List of R Commands from each lab

 

Lab 2


To tabulate variable contents or calculate summary statistics, we use two functions:


summary( )    # lists min, max, median, mean, 25 and 75th %

             

Example:


> summary(poll$cheneyft)

   Min. 1st Qu.  Median    Mean 3rd Qu.    Max.    NA's

   0.00   30.00   50.00   49.51   70.00  100.00   72.00


In the example, `NA’s’ refer to missing observations. (In this poll, some people skipped the question.)


We can inspect variable contents across groups of a second, factor variable.   We use the function


tapply(VARIABLE NAME, GROUPING VARIABLE, FUNCTION NAME, na.rm=TRUE)   


The function name can be any command such as mean, min, max, sd, var, or quantile.
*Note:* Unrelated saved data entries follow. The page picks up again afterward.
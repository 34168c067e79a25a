//! # framesift
//!
//! Build object-detection datasets from video.
//!
//! `framesift` does two unrelated jobs:
//!
//! - **Frame sampling**: pick a random set of frames from every video in a
//!   directory and save them as JPEGs named `{video_stem}_frame_{rank:03}.jpg`,
//!   ready to be annotated.
//! - **Dataset routing**: take the annotated `<name>.jpg` / `<name>.txt`
//!   pairs and copy them into `images/frame_{i:06}.jpg` and
//!   `labels/frame_{i:06}.txt`.
//!
//! Decoding is done by FFmpeg via
//! [`ffmpeg-next`](https://crates.io/crates/ffmpeg-next) and JPEG encoding
//! by the [`image`](https://crates.io/crates/image) crate.
//!
//! ## Quick Start
//!
//! ### Sample frames
//!
//! ```no_run
//! use std::path::Path;
//!
//! let report = framesift::process_videos(Path::new("videos"), Path::new("frames"), 5)?;
//! for video in &report.videos {
//!     println!("{}: {} frame(s)", video.video_stem, video.extracted());
//! }
//! # Ok::<(), framesift::FramesiftError>(())
//! ```
//!
//! ### Reproducible sampling
//!
//! ```no_run
//! use std::path::Path;
//!
//! use framesift::FrameSampler;
//!
//! let mut sampler = FrameSampler::ffmpeg_seeded(42);
//! let report = sampler.extract_random_frames(Path::new("clip.mp4"), Path::new("frames"), 10);
//! # let _ = report;
//! ```
//!
//! ### Route annotated frames
//!
//! ```no_run
//! use std::path::Path;
//!
//! framesift::route_dataset(Path::new("frames"), Path::new("data"))?;
//! # Ok::<(), framesift::FramesiftError>(())
//! ```
//!
//! ## Requirements
//!
//! FFmpeg development libraries must be installed on the system.

pub mod config;
pub mod error;
pub mod ffmpeg;
pub mod logging;
pub mod media;
pub mod metadata;
pub mod progress;
pub mod router;
pub mod sampler;
pub mod sampling;
pub mod source;
mod utilities;

pub use config::{DEFAULT_VIDEO_EXTENSION, SamplerOptions};
pub use error::FramesiftError;
pub use ffmpeg::{FfmpegLogLevel, set_ffmpeg_log_level};
pub use media::MediaFile;
pub use metadata::VideoMetadata;
pub use progress::{ProgressCallback, ProgressInfo};
pub use router::{CLASSES_FILE_NAME, RouteReport, RoutedPair, route_dataset, routed_file_stem};
pub use sampler::{
    BatchReport, FrameFailure, FrameSampler, VideoOutcome, VideoReport, extract_random_frames,
    process_videos,
};
pub use sampling::{frame_file_name, frame_timestamp, sample_frame_indices, total_frame_count};
pub use source::{FfmpegOpener, FrameWriter, JpegWriter, VideoOpener, VideoSource};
For example, to calculate means on the feminist feeling thermometer score, by broad party identification groups, we use:


tapply(poll$feministsft, poll$party, mean, na.rm=TRUE)
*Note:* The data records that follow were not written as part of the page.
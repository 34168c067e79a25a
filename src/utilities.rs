//! Internal FFmpeg helpers.
//!
//! Pixel-plane copying and time-base conversion used by
//! [`MediaFile`](crate::MediaFile).

use std::time::Duration;

use ffmpeg_next::{Rational, frame::Video as VideoFrame};

/// Copy an RGB24 plane into a tightly-packed buffer.
///
/// FFmpeg frames frequently carry per-row padding (stride > width × 3).
/// The returned buffer can be passed directly to [`image::RgbImage::from_raw`].
pub(crate) fn frame_to_rgb_buffer(video_frame: &VideoFrame, width: u32, height: u32) -> Vec<u8> {
    let stride = video_frame.stride(0);
    let row_bytes = (width as usize) * 3;
    let data = video_frame.data(0);

    if stride == row_bytes {
        return data[..row_bytes * (height as usize)].to_vec();
    }

    let mut buffer = Vec::with_capacity(row_bytes * (height as usize));
    for row in 0..(height as usize) {
        let row_start = row * stride;
        buffer.extend_from_slice(&data[row_start..row_start + row_bytes]);
    }
    buffer
}

/// Convert a [`Duration`] to a timestamp in the stream's time base.
pub(crate) fn duration_to_stream_timestamp(duration: Duration, time_base: Rational) -> i64 {
    let numerator = f64::from(time_base.numerator());
    let denominator = f64::from(time_base.denominator());
    if numerator == 0.0 {
        return 0;
    }
    (duration.as_secs_f64() * denominator / numerator) as i64
}

/// Rescale a PTS value from stream time base to seconds.
pub(crate) fn pts_to_seconds(pts: i64, time_base: Rational) -> f64 {
    pts as f64 * f64::from(time_base.numerator()) / f64::from(time_base.denominator())
}

/// Frames per second from a rational rate, `None` when the rate is unset.
pub(crate) fn rational_to_fps(rate: Rational) -> Option<f64> {
    if rate.numerator() <= 0 || rate.denominator() <= 0 {
        return None;
    }
    Some(f64::from(rate.numerator()) / f64::from(rate.denominator()))
}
Republican    Democrat Independent

   48.96497    64.78370    55.59221


The above output shows the means for feeling toward feminists given party groups. 


For quantiles:


> tapply(poll$feministsft, poll$party, quantile, na.rm=TRUE)

$Republican

  0%  25%  50%  75% 100%

   0   40   50   60  100


$Democrat

  0%  25%  50%  75% 100%

   0   50   60   85  100


$Independent

  0%  25%  50%  75% 100%

   0   50   50   70  100



The other portion of the lab consists of graphical displays of data. I demonstrate those command here:


histogram(~ feministsft, data=poll, main="Feelings toward feminists, 2004", xlab="Feminists feeling thermometer score")
















The basic structure of the command is histogram(~ VARIABLE NAME, data=DATA SOURCE)
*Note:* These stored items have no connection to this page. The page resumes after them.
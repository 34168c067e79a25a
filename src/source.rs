//! Collaborator seams for the frame sampler.
//!
//! The sampler only needs three capabilities: open a video, decode the frame
//! at a timestamp, and write a raster to disk. [`VideoOpener`],
//! [`VideoSource`] and [`FrameWriter`] describe them so that the sampling
//! contract can be exercised without real media. [`FfmpegOpener`] and
//! [`JpegWriter`] are the production implementations.
//!
//! A source is released by dropping it. There is no `close` method to call.

use std::{fs::File, io::BufWriter, path::Path, time::Duration};

use image::{DynamicImage, codecs::jpeg::JpegEncoder};

use crate::{error::FramesiftError, media::MediaFile, sampling::total_frame_count};

/// An opened video that frames can be fetched from.
pub trait VideoSource {
    /// Duration in seconds.
    fn duration(&self) -> f64;

    /// Frame rate in frames per second.
    fn frames_per_second(&self) -> f64;

    /// Estimated frame count, `floor(duration * fps)`.
    fn frame_count(&self) -> u64 {
        total_frame_count(self.duration(), self.frames_per_second())
    }

    /// Decode the frame shown at `timestamp`.
    fn frame_at(&mut self, timestamp: Duration) -> Result<DynamicImage, FramesiftError>;
}

/// Opens video files into [`VideoSource`] values.
pub trait VideoOpener {
    /// The source type produced by this opener.
    type Source: VideoSource;

    /// Open the video at `path`.
    fn open(&self, path: &Path) -> Result<Self::Source, FramesiftError>;
}

/// Writes decoded frames to disk.
pub trait FrameWriter {
    /// Encode `image` and write it to `path`, replacing any existing file.
    fn write(&self, path: &Path, image: &DynamicImage) -> Result<(), FramesiftError>;
}

/// Opens videos with FFmpeg as [`MediaFile`] values.
#[derive(Debug, Clone, Copy, Default)]
pub struct FfmpegOpener;

impl VideoOpener for FfmpegOpener {
    type Source = MediaFile;

    fn open(&self, path: &Path) -> Result<MediaFile, FramesiftError> {
        MediaFile::open(path)
    }
}

/// Writes frames as baseline JPEG files.
#[derive(Debug, Clone, Copy)]
pub struct JpegWriter {
    quality: u8,
}

impl JpegWriter {
    /// Default encoder quality.
    pub const DEFAULT_QUALITY: u8 = 95;

    /// Create a writer with the default quality.
    pub fn new() -> Self {
        Self {
            quality: Self::DEFAULT_QUALITY,
        }
    }

    /// Set the encoder quality, clamped to `1..=100`.
    #[must_use]
    pub fn with_quality(mut self, quality: u8) -> Self {
        self.quality = quality.clamp(1, 100);
        self
    }

    /// The configured encoder quality.
    pub fn quality(&self) -> u8 {
        self.quality
    }
}

impl Default for JpegWriter {
    fn default() -> Self {
        Self::new()
    }
}

impl FrameWriter for JpegWriter {
    fn write(&self, path: &Path, image: &DynamicImage) -> Result<(), FramesiftError> {
        // JPEG has no alpha channel.
        let rgb = image.to_rgb8();
        let mut output = BufWriter::new(File::create(path)?);
        JpegEncoder::new_with_quality(&mut output, self.quality).encode_image(&rgb)?;
        Ok(())
    }
}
Density plots can be thought of as smoothed versions of histograms.  (We’ll consider the technical details at the end of the course. For now, when plotting these figures, focus your attention on the visual distribution of each variable. )


To plot two feeling thermometers together, each variable name is separated by a + sign.  You can  plot as many as you like. Here’s a density plot comparing Bush, Kerry, and Hillary Clinton


densityplot(~ bushft + kerryft + hclintonft, data = poll, plot.points=FALSE, auto.key=TRUE)

















Here are a couple more examples of density plots with paneling. 


densityplot(~ cheneyft + bushft + kerryft + edwardsft | party, data = poll, plot.points = FALSE, auto.key=TRUE)


















densityplot(~ cheneyft + bushft + kerryft + edwardsft | party, data = poll, groups = gender, plot.points = FALSE, auto.key=TRUE)


















A Box-Whiskers plot.  The | symbol is used to panel different comparisons of feeling thermometers.  The | symbol appears after the main variable intended to be displayed as a boxplot.


> bwplot(~ cheneyft | factor(party), data=poll, xlab="Feelings toward Richard Cheney" )


















Two Scatterplots, one with and without jittering:


First we plot two feeling thermometers:


xyplot(bushft ~ cheneyft, data=poll, ylab="Bush", xlab="Cheney", main="Feeling Thermometer Comparisons")

















The plot obscures a lot of covariation, due to overplotting.  For example, all the people who gave Bush and Cheney 100s (or nearly so) in their evaluations have their points plotted on top of one another. 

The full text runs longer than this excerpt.